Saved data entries
________________________

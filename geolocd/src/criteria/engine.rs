//! Criteria tracking engine.
//!
//! Subscribers ask for fixes by accuracy and power. The engine picks handlers
//! from the selection policy, enables tracking on them, and forwards each fix
//! to the subscribers watching its source once it has moved at least
//! `min_distance_m` (and `min_interval` has passed) since that subscriber's
//! last forwarded fix. A handler is released when its last watcher leaves.

use std::collections::{BTreeMap, HashMap};
use std::sync::{Arc, Weak};
use std::time::{Duration, Instant};

use parking_lot::Mutex;

use super::policy::{AccuracyCriterion, PowerCriterion, SelectionPolicy};
use super::request::{CriteriaRequest, SubscriberId};
use crate::error::ErrorCode;
use crate::handler::{Fix, FixListener, FixSink, HandlerTable, HandlerType, PositionHandler};

/// Default minimum movement between forwarded fixes, meters.
pub const DEFAULT_MIN_DISTANCE_M: f64 = 100.0;

/// Engine-wide settings.
#[derive(Debug, Clone, PartialEq)]
pub struct CriteriaConfig {
    pub min_distance_m: f64,
    pub min_interval: Duration,
    pub policy: SelectionPolicy,
}

impl Default for CriteriaConfig {
    fn default() -> Self {
        Self {
            min_distance_m: DEFAULT_MIN_DISTANCE_M,
            min_interval: Duration::ZERO,
            policy: SelectionPolicy::default(),
        }
    }
}

/// One subscriber's tracking criteria. Unset thresholds fall back to the
/// engine configuration.
#[derive(Debug, Clone, Copy, PartialEq)]
pub struct Criteria {
    pub accuracy: AccuracyCriterion,
    pub power: PowerCriterion,
    pub min_distance_m: Option<f64>,
    pub min_interval: Option<Duration>,
}

impl Criteria {
    pub fn new(accuracy: AccuracyCriterion, power: PowerCriterion) -> Self {
        Self {
            accuracy,
            power,
            min_distance_m: None,
            min_interval: None,
        }
    }
}

/// Result of [`CriteriaEngine::enable_handlers`].
#[derive(Debug, Clone, Default, PartialEq, Eq)]
pub struct EnabledHandlers {
    /// Handlers whose fixes the subscriber should receive.
    pub keys: Vec<HandlerType>,
    /// Handlers this call started tracking on.
    pub started: Vec<HandlerType>,
}

#[derive(Default)]
struct EngineState {
    requests: BTreeMap<SubscriberId, CriteriaRequest>,
    /// Subscribers watching each handler the engine tracks on.
    watchers: HashMap<HandlerType, usize>,
}

/// Fans handler fixes out to criteria subscribers.
struct EngineRelay {
    state: Weak<Mutex<EngineState>>,
}

impl FixListener for EngineRelay {
    fn on_fix(&self, fix: Fix) {
        if let Some(state) = self.state.upgrade() {
            route_fix(&state, fix);
        }
    }
}

fn route_fix(state: &Mutex<EngineState>, fix: Fix) {
    let now = Instant::now();
    let deliveries: Vec<(FixSink, SubscriberId)> = {
        let mut state = state.lock();
        state
            .requests
            .values_mut()
            .filter(|req| req.watches(fix.source))
            .filter_map(|req| match &fix.result {
                // Errors reach every watcher and leave the filter state alone.
                Err(_) => Some((Arc::clone(req.sink()), req.subscriber())),
                Ok((position, _)) if req.should_forward(position, now) => {
                    req.record(position, now);
                    Some((Arc::clone(req.sink()), req.subscriber()))
                }
                Ok(_) => None,
            })
            .collect()
    };

    if deliveries.is_empty() {
        tracing::trace!(source = %fix.source, "Fix suppressed for all subscribers");
    }
    for (sink, subscriber) in deliveries {
        tracing::trace!(source = %fix.source, subscriber = %subscriber, "Forwarding fix");
        sink.on_fix(fix.clone());
    }
}

/// Network fixes are reported by the Hybrid sub-handler.
fn canonical(kind: HandlerType) -> HandlerType {
    match kind {
        HandlerType::Network => HandlerType::Hybrid,
        other => other,
    }
}

/// Criteria-based tracking engine.
///
/// Maps an accuracy/power pair to handlers through the [`SelectionPolicy`],
/// enables tracking on them and filters the merged fix stream per
/// subscriber. Handlers are released when their last subscriber leaves.
pub struct CriteriaEngine {
    handlers: Arc<HandlerTable>,
    config: CriteriaConfig,
    state: Arc<Mutex<EngineState>>,
    // Serializes subscribe/unsubscribe. Never held while delivering fixes.
    lifecycle: Mutex<()>,
}

impl CriteriaEngine {
    pub fn new(handlers: Arc<HandlerTable>, config: CriteriaConfig) -> Self {
        Self {
            handlers,
            config,
            state: Arc::new(Mutex::new(EngineState::default())),
            lifecycle: Mutex::new(()),
        }
    }

    pub fn config(&self) -> &CriteriaConfig {
        &self.config
    }

    /// Available handlers for the criteria pair, in priority order.
    pub fn handler_selection(
        &self,
        accuracy: AccuracyCriterion,
        power: PowerCriterion,
    ) -> Result<Vec<HandlerType>, ErrorCode> {
        let selection: Vec<HandlerType> = self
            .config
            .policy
            .lookup(accuracy, power)
            .iter()
            .copied()
            .filter(|kind| self.handlers.is_available(*kind))
            .collect();

        if selection.is_empty() {
            tracing::debug!(accuracy = %accuracy, power = %power, "No handler satisfies criteria");
            return Err(ErrorCode::NotAvailable);
        }
        Ok(selection)
    }

    /// Start tracking on every handler in `selection` not already tracked by
    /// the engine.
    ///
    /// Handlers that fail to start are skipped. Fails with the first error
    /// if none could be enabled.
    pub fn enable_handlers(&self, selection: &[HandlerType]) -> Result<EnabledHandlers, ErrorCode> {
        let mut enabled = EnabledHandlers::default();
        let mut first_error = None;

        for &requested in selection {
            let kind = canonical(requested);
            if enabled.keys.contains(&kind) {
                continue;
            }
            if self.state.lock().watchers.get(&kind).copied().unwrap_or(0) > 0 {
                enabled.keys.push(kind);
                continue;
            }

            match self.enable(kind) {
                Ok(()) => {
                    enabled.keys.push(kind);
                    enabled.started.push(kind);
                }
                Err(e) => {
                    tracing::debug!(handler = %kind, error = %e, "Handler not enabled for criteria");
                    first_error.get_or_insert(e);
                }
            }
        }

        if enabled.keys.is_empty() {
            return Err(first_error.unwrap_or(ErrorCode::NotAvailable));
        }
        Ok(enabled)
    }

    fn relay(&self) -> FixSink {
        Arc::new(EngineRelay {
            state: Arc::downgrade(&self.state),
        })
    }

    fn enable(&self, kind: HandlerType) -> Result<(), ErrorCode> {
        let handler = self.handlers.route(kind)?;
        handler.start(kind)?;
        if let Err(e) = handler.start_tracking(Some(self.relay()), kind) {
            let _ = handler.stop(kind);
            return Err(e);
        }
        tracing::info!(handler = %kind, "Criteria tracking enabled");
        Ok(())
    }

    fn disable(&self, kind: HandlerType) {
        let Some(handler) = self.handlers.get(kind) else {
            return;
        };
        if let Err(e) = handler.start_tracking(None, kind) {
            tracing::warn!(handler = %kind, error = %e, "Failed to disable criteria tracking");
        }
        match handler.stop(kind) {
            Ok(()) => tracing::info!(handler = %kind, "Criteria tracking released"),
            Err(e) => tracing::debug!(handler = %kind, error = %e, "Handler left running"),
        }
    }

    /// Subscribe `subscriber` to fixes meeting `criteria`.
    ///
    /// Returns the handlers the subscriber watches. On failure nothing is
    /// registered and the caller should reply once with the error.
    pub fn start_criteria_tracking(
        &self,
        subscriber: SubscriberId,
        sink: FixSink,
        criteria: Criteria,
    ) -> Result<Vec<HandlerType>, ErrorCode> {
        let min_distance_m = criteria.min_distance_m.unwrap_or(self.config.min_distance_m);
        if !(min_distance_m >= 0.0) {
            return Err(ErrorCode::WrongParameter);
        }
        let min_interval = criteria.min_interval.unwrap_or(self.config.min_interval);

        let _guard = self.lifecycle.lock();
        if self.state.lock().requests.contains_key(&subscriber) {
            return Err(ErrorCode::DuplicateRequest);
        }

        let selection = self.handler_selection(criteria.accuracy, criteria.power)?;

        // Registered before tracking is enabled so a fix reported during
        // the enable call reaches this subscriber.
        let mut candidates: Vec<HandlerType> = Vec::new();
        for kind in selection.iter().map(|kind| canonical(*kind)) {
            if !candidates.contains(&kind) {
                candidates.push(kind);
            }
        }
        self.state.lock().requests.insert(
            subscriber,
            CriteriaRequest::new(subscriber, sink, candidates, min_distance_m, min_interval),
        );

        let enabled = match self.enable_handlers(&selection) {
            Ok(enabled) => enabled,
            Err(e) => {
                self.state.lock().requests.remove(&subscriber);
                return Err(e);
            }
        };

        let mut state = self.state.lock();
        for kind in &enabled.keys {
            *state.watchers.entry(*kind).or_default() += 1;
        }
        if let Some(request) = state.requests.get_mut(&subscriber) {
            request.set_handlers(enabled.keys.clone());
        }
        drop(state);

        tracing::info!(
            subscriber = %subscriber,
            accuracy = %criteria.accuracy,
            power = %criteria.power,
            handlers = ?enabled.keys,
            "Criteria subscriber added"
        );
        Ok(enabled.keys)
    }

    /// Feed a fix into the engine as if a tracked handler produced it.
    pub fn on_fix(&self, fix: Fix) {
        route_fix(&self.state, fix);
    }

    /// Drop `subscriber`'s state. Handlers nobody watches any more are
    /// released. Returns false if the subscriber was unknown.
    pub fn remove_message_from_criteria_req_list(&self, subscriber: SubscriberId) -> bool {
        let _guard = self.lifecycle.lock();
        let released = {
            let mut state = self.state.lock();
            let Some(request) = state.requests.remove(&subscriber) else {
                return false;
            };

            let mut released = Vec::new();
            for kind in request.handlers() {
                if let Some(count) = state.watchers.get_mut(kind) {
                    *count = count.saturating_sub(1);
                    if *count == 0 {
                        state.watchers.remove(kind);
                        released.push(*kind);
                    }
                }
            }
            released
        };

        for kind in released {
            self.disable(kind);
        }
        tracing::info!(subscriber = %subscriber, "Criteria subscriber removed");
        true
    }

    /// Remove every subscriber. Called on shutdown.
    pub fn stop_all(&self) {
        let subscribers: Vec<SubscriberId> = self.state.lock().requests.keys().copied().collect();
        for subscriber in subscribers {
            self.remove_message_from_criteria_req_list(subscriber);
        }
    }

    pub fn is_subscribed(&self, subscriber: SubscriberId) -> bool {
        self.state.lock().requests.contains_key(&subscriber)
    }

    pub fn subscriber_count(&self) -> usize {
        self.state.lock().requests.len()
    }

    /// Number of subscribers watching `kind`.
    pub fn watchers(&self, kind: HandlerType) -> usize {
        self.state.lock().watchers.get(&kind).copied().unwrap_or(0)
    }

    /// Last forwarded coordinates for `subscriber`.
    pub fn last_reported(&self, subscriber: SubscriberId) -> Option<(f64, f64)> {
        self.state
            .lock()
            .requests
            .get(&subscriber)
            .filter(|req| !req.is_first_reply())
            .map(|req| req.last_position())
    }
}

________________________

■ **What you will do**
Where a line in the records above includes the string "with", show it.

■ **Answer space**
    /// Handlers that fail to start are skipped. Fails with the first error
    /// registered and the caller should reply once with the error.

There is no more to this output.